Work item >> Read the data below. Then repeat all of it exactly.

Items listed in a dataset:

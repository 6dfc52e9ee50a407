//! # Position-Verlet Particles
//!
//! A [`VerletParticle`] keeps its current and previous position rather than
//! an integrated velocity. Velocity is reconstructed from the position pair
//! with a central difference each step, which keeps repeated force
//! application stable and makes position corrections (boundary clamps,
//! collision separation) a single assignment.

use glam::DVec2;

use crate::error::PhysicsError;

/// A point mass integrated with the position-Verlet scheme.
///
/// The time step is fixed at construction and must match the step interval
/// of the environment that owns the particle.
#[derive(Clone, Debug, PartialEq)]
pub struct VerletParticle {
    current_position: DVec2,
    previous_position: DVec2,
    mass: f64,
    force: DVec2,
    impulse: DVec2,
    velocity: DVec2,
    acceleration: DVec2,
    dt: f64,
}

impl VerletParticle {
    /// Creates a particle at rest.
    ///
    /// # Errors
    ///
    /// Returns [`PhysicsError::InvalidMass`] or
    /// [`PhysicsError::InvalidTimeStep`] when either value is not a positive,
    /// finite number.
    pub fn new(position: DVec2, mass: f64, dt: f64) -> Result<Self, PhysicsError> {
        if !(mass.is_finite() && mass > 0.0) {
            return Err(PhysicsError::InvalidMass(mass));
        }
        if !(dt.is_finite() && dt > 0.0) {
            return Err(PhysicsError::InvalidTimeStep(dt));
        }
        Ok(Self {
            current_position: position,
            previous_position: position,
            mass,
            force: DVec2::ZERO,
            impulse: DVec2::ZERO,
            velocity: DVec2::ZERO,
            acceleration: DVec2::ZERO,
            dt,
        })
    }

    #[must_use]
    pub fn position(&self) -> DVec2 {
        self.current_position
    }

    /// Position before the most recent integration step. After a step this is
    /// the position the constraint pass left the particle at.
    #[must_use]
    pub fn previous_position(&self) -> DVec2 {
        self.previous_position
    }

    /// Velocity computed by the last [`step`](Self::step), or the value given
    /// to [`set_velocity`](Self::set_velocity) since then.
    #[must_use]
    pub fn velocity(&self) -> DVec2 {
        self.velocity
    }

    #[must_use]
    pub fn acceleration(&self) -> DVec2 {
        self.acceleration
    }

    #[must_use]
    pub fn mass(&self) -> f64 {
        self.mass
    }

    #[must_use]
    pub fn time_step(&self) -> f64 {
        self.dt
    }

    /// Adds a force for the next step. Forces are cleared after every step.
    pub fn apply_force(&mut self, force: DVec2) {
        self.force += force;
    }

    /// Adds an impulse for the next step. It is divided by the time step when
    /// integrated, so one application yields one step's worth of velocity
    /// change.
    pub fn apply_impulse(&mut self, impulse: DVec2) {
        self.impulse += impulse;
    }

    /// Moves the particle without touching its previous position.
    ///
    /// This changes the velocity the next step reconstructs. Follow with
    /// [`set_velocity`](Self::set_velocity) to keep the true velocity.
    pub fn slide_to_position(&mut self, position: DVec2) {
        self.current_position = position;
    }

    /// Sets the velocity by rewriting the previous position.
    pub fn set_velocity(&mut self, velocity: DVec2) {
        self.previous_position = self.current_position - velocity * self.dt;
        self.velocity = velocity;
    }

    /// Advances the particle one time step.
    pub fn step(&mut self) {
        let total_force = self.force + self.impulse / self.dt;
        let acceleration = total_force / self.mass;
        let next_position = self.current_position * 2.0 - self.previous_position
            + acceleration * (self.dt * self.dt);

        // central difference across the old and new positions
        self.velocity = (next_position - self.previous_position) * (0.5 / self.dt);
        self.acceleration = acceleration;
        self.previous_position = self.current_position;
        self.current_position = next_position;
        self.force = DVec2::ZERO;
        self.impulse = DVec2::ZERO;
    }
}

#[cfg(test)]
mod tests {
    use super::*;

    const DT: f64 = 1.0 / 60.0;

    fn assert_close(a: DVec2, b: DVec2) {
        assert!((a - b).length() < 1e-9, "{a:?} != {b:?}");
    }

    #[test]
    fn rejects_non_positive_mass_and_time_step() {
        assert_eq!(
            VerletParticle::new(DVec2::ZERO, 0.0, DT),
            Err(PhysicsError::InvalidMass(0.0))
        );
        assert_eq!(
            VerletParticle::new(DVec2::ZERO, 1.0, -DT),
            Err(PhysicsError::InvalidTimeStep(-DT))
        );
        assert!(VerletParticle::new(DVec2::ZERO, f64::NAN, DT).is_err());
    }

    #[test]
    fn moves_at_constant_velocity_without_forces() {
        let mut p = VerletParticle::new(DVec2::new(1.0, -2.0), 2.0, DT).unwrap();
        let v = DVec2::new(3.0, 0.5);
        p.set_velocity(v);
        let start = p.position();
        for i in 1..=240 {
            p.step();
            assert_close(p.velocity(), v);
            assert_close(p.position(), start + v * (f64::from(i) * DT));
        }
    }

    #[test]
    fn set_velocity_is_read_back_before_stepping() {
        let mut p = VerletParticle::new(DVec2::ZERO, 1.0, DT).unwrap();
        p.apply_force(DVec2::new(5.0, 5.0));
        p.step();
        p.set_velocity(DVec2::new(-4.0, 2.0));
        assert_eq!(p.velocity(), DVec2::new(-4.0, 2.0));
    }

    #[test]
    fn constant_force_accelerates_uniformly() {
        let mut p = VerletParticle::new(DVec2::ZERO, 2.0, DT).unwrap();
        for _ in 0..10 {
            p.apply_force(DVec2::new(4.0, 0.0));
            p.step();
            assert_close(p.acceleration(), DVec2::new(2.0, 0.0));
        }
        // the first step starts from rest, so the central difference lags half a step
        assert_close(p.velocity(), DVec2::new(2.0 * (9.5 * DT), 0.0));
    }

    #[test]
    fn impulse_is_spread_over_one_step() {
        let mut p = VerletParticle::new(DVec2::ZERO, 2.0, DT).unwrap();
        p.apply_impulse(DVec2::new(0.0, 3.0));
        p.step();
        assert_close(p.acceleration(), DVec2::new(0.0, 3.0 / DT / 2.0));
        p.step();
        assert_close(p.velocity(), DVec2::new(0.0, 1.5));
        assert_eq!(p.acceleration(), DVec2::ZERO);
    }

    #[test]
    fn sliding_changes_reconstructed_velocity() {
        let mut p = VerletParticle::new(DVec2::ZERO, 1.0, DT).unwrap();
        p.slide_to_position(DVec2::new(1.0, 0.0));
        p.step();
        assert!(p.velocity().x > 0.0);

        let mut q = VerletParticle::new(DVec2::ZERO, 1.0, DT).unwrap();
        q.slide_to_position(DVec2::new(1.0, 0.0));
        q.set_velocity(DVec2::ZERO);
        q.step();
        assert_eq!(q.velocity(), DVec2::ZERO);
        assert_eq!(q.position(), DVec2::new(1.0, 0.0));
    }
}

Expected output >>
repository 6dfc52e9ee50a407
//! # Position-Verlet Particles
//!
//! A [`VerletParticle`] keeps its current and previous position rather than
//! an integrated velocity. Velocity is reconstructed from the position pair
//! with a central difference each step, which keeps repeated force
//! application stable and makes position corrections (boundary clamps,
//! collision separation) a single assignment.

use glam::DVec2;

use crate::error::PhysicsError;

/// A point mass integrated with the position-Verlet scheme.
///
/// The time step is fixed at construction and must match the step interval
/// of the environment that owns the particle.
#[derive(Clone, Debug, PartialEq)]
pub struct VerletParticle {
    current_position: DVec2,
    previous_position: DVec2,
    mass: f64,
    force: DVec2,
    impulse: DVec2,
    velocity: DVec2,
    acceleration: DVec2,
    dt: f64,
}

impl VerletParticle {
    /// Creates a particle at rest.
    ///
    /// # Errors
    ///
    /// Returns [`PhysicsError::InvalidMass`] or
    /// [`PhysicsError::InvalidTimeStep`] when either value is not a positive,
    /// finite number.
    pub fn new(position: DVec2, mass: f64, dt: f64) -> Result<Self, PhysicsError> {
        if !(mass.is_finite() && mass > 0.0) {
            return Err(PhysicsError::InvalidMass(mass));
        }
        if !(dt.is_finite() && dt > 0.0) {
            return Err(PhysicsError::InvalidTimeStep(dt));
        }
        Ok(Self {
            current_position: position,
            previous_position: position,
            mass,
            force: DVec2::ZERO,
            impulse: DVec2::ZERO,
            velocity: DVec2::ZERO,
            acceleration: DVec2::ZERO,
            dt,
        })
    }

    #[must_use]
    pub fn position(&self) -> DVec2 {
        self.current_position
    }

    /// Position before the most recent integration step. After a step this is
    /// the position the constraint pass left the particle at.
    #[must_use]
    pub fn previous_position(&self) -> DVec2 {
        self.previous_position
    }

    /// Velocity computed by the last [`step`](Self::step), or the value given
    /// to [`set_velocity`](Self::set_velocity) since then.
    #[must_use]
    pub fn velocity(&self) -> DVec2 {
        self.velocity
    }

    #[must_use]
    pub fn acceleration(&self) -> DVec2 {
        self.acceleration
    }

    #[must_use]
    pub fn mass(&self) -> f64 {
        self.mass
    }

    #[must_use]
    pub fn time_step(&self) -> f64 {
        self.dt
    }

    /// Adds a force for the next step. Forces are cleared after every step.
    pub fn apply_force(&mut self, force: DVec2) {
        self.force += force;
    }

    /// Adds an impulse for the next step. It is divided by the time step when
    /// integrated, so one application yields one step's worth of velocity
    /// change.
    pub fn apply_impulse(&mut self, impulse: DVec2) {
        self.impulse += impulse;
    }

    /// Moves the particle without touching its previous position.
    ///
    /// This changes the velocity the next step reconstructs. Follow with
    /// [`set_velocity`](Self::set_velocity) to keep the true velocity.
    pub fn slide_to_position(&mut self, position: DVec2) {
        self.current_position = position;
    }

    /// Sets the velocity by rewriting the previous position.
    pub fn set_velocity(&mut self, velocity: DVec2) {
        self.previous_position = self.current_position - velocity * self.dt;
        self.velocity = velocity;
    }

    /// Advances the particle one time step.
    pub fn step(&mut self) {
        let total_force = self.force + self.impulse / self.dt;
        let acceleration = total_force / self.mass;
        let next_position = self.current_position * 2.0 - self.previous_position
            + acceleration * (self.dt * self.dt);

        // central difference across the old and new positions
        self.velocity = (next_position - self.previous_position) * (0.5 / self.dt);
        self.acceleration = acceleration;
        self.previous_position = self.current_position;
        self.current_position = next_position;
        self.force = DVec2::ZERO;
        self.impulse = DVec2::ZERO;
    }
}

#[cfg(test)]
mod tests {
    use super::*;

    const DT: f64 = 1.0 / 60.0;

    fn assert_close(a: DVec2, b: DVec2) {
        assert!((a - b).length() < 1e-9, "{a:?} != {b:?}");
    }

    #[test]
    fn rejects_non_positive_mass_and_time_step() {
        assert_eq!(
            VerletParticle::new(DVec2::ZERO, 0.0, DT),
            Err(PhysicsError::InvalidMass(0.0))
        );
        assert_eq!(
            VerletParticle::new(DVec2::ZERO, 1.0, -DT),
            Err(PhysicsError::InvalidTimeStep(-DT))
        );
        assert!(VerletParticle::new(DVec2::ZERO, f64::NAN, DT).is_err());
    }

    #[test]
    fn moves_at_constant_velocity_without_forces() {
        let mut p = VerletParticle::new(DVec2::new(1.0, -2.0), 2.0, DT).unwrap();
        let v = DVec2::new(3.0, 0.5);
        p.set_velocity(v);
        let start = p.position();
        for i in 1..=240 {
            p.step();
            assert_close(p.velocity(), v);
            assert_close(p.position(), start + v * (f64::from(i) * DT));
        }
    }

    #[test]
    fn set_velocity_is_read_back_before_stepping() {
        let mut p = VerletParticle::new(DVec2::ZERO, 1.0, DT).unwrap();
        p.apply_force(DVec2::new(5.0, 5.0));
        p.step();
        p.set_velocity(DVec2::new(-4.0, 2.0));
        assert_eq!(p.velocity(), DVec2::new(-4.0, 2.0));
    }

    #[test]
    fn constant_force_accelerates_uniformly() {
        let mut p = VerletParticle::new(DVec2::ZERO, 2.0, DT).unwrap();
        for _ in 0..10 {
            p.apply_force(DVec2::new(4.0, 0.0));
            p.step();
            assert_close(p.acceleration(), DVec2::new(2.0, 0.0));
        }
        // the first step starts from rest, so the central difference lags half a step
        assert_close(p.velocity(), DVec2::new(2.0 * (9.5 * DT), 0.0));
    }

    #[test]
    fn impulse_is_spread_over_one_step() {
        let mut p = VerletParticle::new(DVec2::ZERO, 2.0, DT).unwrap();
        p.apply_impulse(DVec2::new(0.0, 3.0));
        p.step();
        assert_close(p.acceleration(), DVec2::new(0.0, 3.0 / DT / 2.0));
        p.step();
        assert_close(p.velocity(), DVec2::new(0.0, 1.5));
        assert_eq!(p.acceleration(), DVec2::ZERO);
    }

    #[test]
    fn sliding_changes_reconstructed_velocity() {
        let mut p = VerletParticle::new(DVec2::ZERO, 1.0, DT).unwrap();
        p.slide_to_position(DVec2::new(1.0, 0.0));
        p.step();
        assert!(p.velocity().x > 0.0);

        let mut q = VerletParticle::new(DVec2::ZERO, 1.0, DT).unwrap();
        q.slide_to_position(DVec2::new(1.0, 0.0));
        q.set_velocity(DVec2::ZERO);
        q.step();
        assert_eq!(q.velocity(), DVec2::ZERO);
        assert_eq!(q.position(), DVec2::new(1.0, 0.0));
    }
}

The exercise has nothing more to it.